The most common mistake isn't what founders think. It's not raising too little money or picking the wrong co-founder. It's death by a thousand equity cuts, mostly to advisors who contribute little beyond their impressive LinkedIn profiles. Sagalov's rule is simple and non-negotiable: "I like to see, as a rule of thumb, no more than 20 to 25% dilution by the seed round." Cross that line, and most serious investors will pass immediately.

The 25% dilution threshold isn't arbitrary. It reflects a harsh mathematical reality about startup survival. Companies that give away more than a quarter of their equity before their seed round face an impossible choice later: either accept punishing dilution in future rounds, or struggle to attract top-tier investors who won't touch over-diluted cap tables. "It's very hard," Sagalov explains about fixing excessive dilution. "A lot of investors will pass actually for that reason because it's difficult to have the conversation with telling people that you should own less of the business than you do."

The advisor equity trap kills more promising companies than founders realize. Sagalov's default position is stark: "I think it's rarely a good idea." The logic seems sound at first. A former Google executive or successful entrepreneur offers to advise your startup in exchange for a small equity stake. What could go wrong? Everything, according to Sagalov's experience. "The reality is that most advisors are busy people. They don't really have the time to dedicate to the business on an ongoing basis. And when you give them equity, you're giving them something permanent for what is often temporary or inconsistent value."

The exceptions prove the rule. Sagalov acknowledges that advisor equity makes sense in highly regulated industries or when selling to government clients where specific expertise and connections matter enormously. But for the vast majority of startups building software or consumer products, advisor equity is a wealth transfer from founders to people who attend quarterly dinners and make introductions they would probably make anyway.

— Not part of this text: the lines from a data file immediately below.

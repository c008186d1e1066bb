// crates/trails-core/src/config.rs

use std::env;

/// Environment variable naming the backend base address.
pub const BACKEND_URL_ENV: &str = "TRAILS_BACKEND_URL";

/// Fallback when the environment does not name a backend.
pub const DEFAULT_BACKEND_URL: &str = "http://localhost:8000";

/// Process-wide configuration, resolved once at startup and injected
/// explicitly from there on. There is no other global state in the crate.
#[derive(Clone, Debug)]
pub struct Config {
    /// Base address of the backend, without a trailing slash.
    pub backend_url: String,
}

impl Config {
    /// Builds a config for an explicit backend address.
    pub fn new(backend_url: impl Into<String>) -> Self {
        let mut backend_url = backend_url.into();
        while backend_url.ends_with('/') {
            backend_url.pop();
        }
        Self { backend_url }
    }

    /// Resolves the backend address from `TRAILS_BACKEND_URL`, falling back
    /// to [`DEFAULT_BACKEND_URL`]. Empty or whitespace-only values count as
    /// unset.
    pub fn from_env() -> Self {
        match env::var(BACKEND_URL_ENV) {
            Ok(url) if !url.trim().is_empty() => Self::new(url.trim()),
            _ => Self::new(DEFAULT_BACKEND_URL),
        }
    }

    /// Full URL for the place listing endpoint.
    pub fn places_url(&self) -> String {
        format!("{}/places", self.backend_url)
    }

    /// Full URL for the demo-data seed endpoint.
    pub fn seed_url(&self) -> String {
        format!("{}/seed", self.backend_url)
    }
}

impl Default for Config {
    fn default() -> Self {
        Self::from_env()
    }
}
use clap::{Parser, Subcommand};

/// CLI arguments for trails-cli
#[derive(Debug, Parser)]
#[command(
    name = "trails",
    version,
    about = "CLI for browsing the Karnataka Trails heritage-places backend"
)]
pub struct CliArgs {
    /// Backend base address (default: $TRAILS_BACKEND_URL or http://localhost:8000)
    #[arg(short = 'b', long = "backend", global = true)]
    pub backend: Option<String>,

    #[command(subcommand)]
    pub command: Commands,
}

#[derive(Debug, Subcommand)]
pub enum Commands {
    /// Show a summary of the loaded collection
    Stats,

    /// List places, optionally filtered by a query and/or category
    Places {
        /// Substring to search in name, city, region, description and tags
        query: Option<String>,

        /// Restrict to one category (exact label, e.g. "Palace")
        #[arg(short = 'c', long = "category")]
        category: Option<String>,
    },

    /// List the distinct categories present in the collection
    Categories,

    /// Seed demo data on the backend, then reload and show the result
    Seed,
}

The deeper problem isn't just mathematical but psychological. Founders in the early days feel like they're giving away monopoly money. The company is worth nothing, so what's another 1% here and 2% there? This thinking compounds into disaster. Each small equity grant feels reasonable in isolation but creates a cap table that becomes progressively harder to manage and explain to sophisticated investors.

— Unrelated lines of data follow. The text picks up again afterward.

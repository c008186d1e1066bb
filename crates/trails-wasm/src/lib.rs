//! trails-wasm — WebAssembly bindings for trails-core
//!
//! This crate exposes the pure filter pipeline of `trails-core` to
//! JavaScript. Fetching stays on the JS side (the browser already has
//! `fetch`); the page passes the decoded `items` array in and gets the
//! derived views back as plain JSON-serializable values.
//!
//! What it provides
//! ----------------
//! - `all_categories_sentinel()` — the "All" picker entry
//! - `derive_categories(places)` — `["All", ...distinct categories]`
//! - `apply_filter(places, query, category)` — the filtered subsequence
//!
//! Quick start (browser)
//! ---------------------
//! ```javascript
//! import init, { derive_categories, apply_filter } from 'trails-wasm';
//!
//! async function main() {
//!   await init();
//!   const res = await fetch(`${backend}/places`);
//!   const { items = [] } = await res.json();
//!
//!   console.log(derive_categories(items));          // ["All", "Palace", ...]
//!   console.log(apply_filter(items, 'hampi', ''));  // matching places
//! }
//! main();
//! ```
//!
//! Notes
//! -----
//! - Inputs that are not an array of place objects yield empty results
//!   rather than throwing; rendering must never crash on odd data.
//! - All exported functions are `wasm_bindgen` bindings returning plain
//!   types or `JsValue` containing JSON-serializable arrays.

use serde_wasm_bindgen::{from_value, to_value};
use wasm_bindgen::prelude::*;

// Core Imports
use trails_core::{apply_filter as core_apply_filter, derive_categories as core_derive_categories};
use trails_core::{Place, ALL_CATEGORIES};

#[cfg(target_arch = "wasm32")]
#[wasm_bindgen(start)]
pub fn start() {
    console_error_panic_hook::set_once();
    web_sys::console::log_1(&"Initializing Karnataka Trails WASM module...".into());
}

/// The sentinel label the category picker maps to "no filter".
#[wasm_bindgen]
pub fn all_categories_sentinel() -> String {
    ALL_CATEGORIES.to_string()
}

/// `["All"]` followed by the distinct non-empty categories in first-seen
/// order.
#[wasm_bindgen]
pub fn derive_categories(places: JsValue) -> JsValue {
    let places = decode_places(places);
    let categories = core_derive_categories(&places);
    to_value(&categories).unwrap_or(JsValue::NULL)
}

/// The subsequence of `places` matching `query` and `category`, in source
/// order. An empty `query` and an empty or `"All"` `category` are
/// unrestricted.
#[wasm_bindgen]
pub fn apply_filter(places: JsValue, query: &str, category: &str) -> JsValue {
    let places = decode_places(places);
    let filtered: Vec<&Place> = core_apply_filter(&places, query, category);
    to_value(&filtered).unwrap_or(JsValue::NULL)
}

/// Decodes the JS `items` array, treating anything malformed as empty.
fn decode_places(places: JsValue) -> Vec<Place> {
    from_value(places).unwrap_or_default()
}
//! imds-core — shared types for the instance metadata mock.
//!
//! Holds the runtime configuration consumed by every other crate and the
//! session token service that gates IMDSv2 style access.

pub mod config;
pub mod error;
pub mod routes;
pub mod token;

pub use config::{ImdsConfig, SpotAction, SpotActionEvent};
pub use error::{ConfigError, TokenError};
pub use token::{AuthPolicy, SessionToken};
//! Path resolution against a document snapshot.
//!
//! Metadata categories are addressed like a filesystem. An object becomes a
//! listing of its children (directories suffixed with `/`); anything else is
//! returned as a leaf value. A handful of objects are returned whole instead
//! of listed, because the real service serves them as JSON blobs.

use serde_json::{Map, Value};

/// Object paths (dot-joined) served as JSON rather than listed.
pub const RESERVED_PATHS: [&str; 4] = [
    "iam.info",
    "iam.security-credentials",
    "spot.instance-action",
    "events.recommendations.rebalance",
];

/// Outcome of resolving a metadata path.
#[derive(Debug, Clone, PartialEq, Eq)]
pub enum Resolution {
    /// Newline-joined child names of an object.
    Listing(String),
    /// A value: strings unquoted, everything else as JSON text.
    Leaf(String),
    NotFound,
}

impl Resolution {
    pub fn into_body(self) -> Option<String> {
        match self {
            Self::Listing(body) | Self::Leaf(body) => Some(body),
            Self::NotFound => None,
        }
    }
}

/// Dot-joined form of a slash-delimited path, e.g. `/iam/info/` → `iam.info`.
pub fn normalize_path(path: &str) -> String {
    trim_path(path).replace('/', ".")
}

fn trim_path(path: &str) -> &str {
    let path = path.strip_suffix('/').unwrap_or(path);
    path.strip_prefix('/').unwrap_or(path)
}

pub fn is_reserved(normalized: &str) -> bool {
    RESERVED_PATHS.contains(&normalized)
}

/// Resolve `path` against raw document bytes.
pub fn resolve(document: &[u8], path: &str) -> Resolution {
    match serde_json::from_slice::<Value>(document) {
        Ok(root) => resolve_value(&root, path),
        Err(_) => Resolution::NotFound,
    }
}

/// Resolve `path` against a parsed document.
pub fn resolve_value(root: &Value, path: &str) -> Resolution {
    let trimmed = trim_path(path);
    if trimmed.is_empty() {
        return match root {
            Value::Object(map) => Resolution::Listing(list_children(map)),
            _ => Resolution::NotFound,
        };
    }

    let mut current = root;
    for segment in trimmed.split('/') {
        let next = match current {
            Value::Object(map) => map.get(segment),
            Value::Array(items) => segment.parse::<usize>().ok().and_then(|i| items.get(i)),
            _ => None,
        };
        match next {
            Some(value) => current = value,
            None => return Resolution::NotFound,
        }
    }

    match current {
        Value::Object(map) if !is_reserved(&normalize_path(trimmed)) => {
            Resolution::Listing(list_children(map))
        }
        Value::String(s) => Resolution::Leaf(s.clone()),
        other => Resolution::Leaf(other.to_string()),
    }
}

fn list_children(map: &Map<String, Value>) -> String {
    map.iter()
        .map(|(key, value)| {
            if value.is_object() {
                format!("{key}/")
            } else {
                key.clone()
            }
        })
        .collect::<Vec<_>>()
        .join("\n")
}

Sagalov's approach reflects a broader tension in startup culture between the mythologized version of entrepreneurship and its brutal realities. He doesn't romanticize the founder journey. "We shouldn't glorify it, but we should acknowledge that that's the bar. That's what you need to do. And if you don't do it, then somebody that wants to win more will do it. Right? And they will win." This extends beyond founders to early employees who accept below-market salaries for equity upside that may never materialize.

The compensation strategy that emerges from this philosophy is surprisingly conservative. Rather than loading up on advisor equity or complex option schemes, successful founders focus on preserving equity for the people doing the actual work. They pay advisors cash when possible, structure advisory relationships with clear deliverables and time limits, and save equity grants for full-time team members who are truly committed to the company's success.

The stakes couldn't be higher. In a world where the difference between a successful exit and failure often comes down to percentage points of ownership, every equity decision in the first two years determines whether founders retain enough control and upside to make the decade-long grind worthwhile. Sagalov's 25% rule isn't just about impressing VCs. It's about preserving optionality for a future that's impossible to predict.

The immediate action item is uncomfortable but necessary: audit your cap table with the same rigor you apply to your product roadmap. If you're approaching 25% dilution before your seed round, stop giving away equity immediately. Find cash compensation for advisors or structure relationships around specific deliverables rather than ongoing equity participation. The short-term awkwardness of these conversations is nothing compared to the long-term consequences of an unfixable cap table.